Endothelin antagonists in subarachnoid hemorrhage: what next?
Division of Neurosurgery, St. Michael's Hospital, 30 Bond Street, Toronto, Ontario, Canada, M5B 1W8
Labatt Family Centre of Excellence in Brain Injury and Trauma Research, Keenan Research Centre of the Li Ka Shing Knowledge Institute of St. Michael's Hospital, 30 Bond Street, Toronto, Ontario, Canada, M5B 1W8
Department of Surgery, University of Toronto, 30 Bond Street, Toronto, Ontario, Canada, M5B 1W8
Critical Care 2012, 16:171 doi:10.1186/cc11822
See related research by Ma et al., http://ccforum.com/content/16/5/R198Published: 9 November 2012
In the previous issue of Critical Care, Ma and colleagues perform a meta-analysis of five randomized, clinical trials of endothelin antagonists in patients with aneurysmal subarachnoid hemorrhage.

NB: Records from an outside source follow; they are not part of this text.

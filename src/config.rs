//! Generation options
//!
//! Every knob the pipeline recognizes lives here as an explicit struct with
//! documented defaults, filled in at the call boundary. `calculate` never
//! merges option bags at runtime.

use serde::{Deserialize, Serialize};

/// Controls the overall shape of the landmass.
#[derive(Clone, Debug, PartialEq, Serialize, Deserialize)]
pub struct ShapeConfig {
    /// How strongly the noise is pulled toward a neutral 0.5, rounding the
    /// island outline. 0.0 = raw noise, 1.0 = a plain disc.
    pub round: f32,
    /// How much of the square the landmass fills. Higher values push the
    /// coastline toward the map edges.
    pub inflate: f32,
    /// Octave weights for the fractal noise; octave `i` samples the noise at
    /// frequency `2^i`.
    pub amplitudes: Vec<f32>,
}

impl Default for ShapeConfig {
    fn default() -> Self {
        Self {
            round: 0.5,
            inflate: 0.4,
            amplitudes: vec![1.0 / 2.0, 1.0 / 4.0, 1.0 / 8.0, 1.0 / 16.0],
        }
    }
}

/// Climate bias knobs applied during temperature and moisture assignment.
#[derive(Clone, Copy, Debug, Default, PartialEq, Serialize, Deserialize)]
pub struct BiomeBias {
    /// Added to temperature at the north edge of the map.
    pub north_temperature: f32,
    /// Added to temperature at the south edge of the map.
    pub south_temperature: f32,
    /// Shifts the moisture band: land moisture is redistributed into
    /// `[moisture, 1 + moisture]`.
    pub moisture: f32,
}

/// All options for one `calculate` run.
#[derive(Clone, Debug, PartialEq, Serialize, Deserialize)]
pub struct MapConfig {
    pub shape: ShapeConfig,
    /// How many spring candidates actually become rivers.
    pub num_rivers: usize,
    /// Seed for the drainage RNG (elevation BFS traversal-order rotation).
    pub drainage_seed: u64,
    /// Seed for the river RNG (spring shuffle).
    pub river_seed: u64,
    pub biome_bias: BiomeBias,
}

impl Default for MapConfig {
    fn default() -> Self {
        Self {
            shape: ShapeConfig::default(),
            num_rivers: 30,
            drainage_seed: 0,
            river_seed: 0,
            biome_bias: BiomeBias::default(),
        }
    }
}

There are four trials using clazosentan and one trial with TAK-044. These studies show that endothelin plays an important role in the genesis of angiographic vasospasm. The benefit of these drugs is less on delayed cerebral ischemia and nonexistent on overall clinical outcome. Why the drugs reduce vasospasm but do not improve outcome could be because of side effects such as hypotension and pulmonary complications that are more common in patients treated with endothelin antagonists or because rescue therapy, which is used more in the placebo groups, improves outcome in these patients to the same extent as the endothelin antagonists. As the authors conclude, future studies of these drugs will need to consider these and other factors in their design.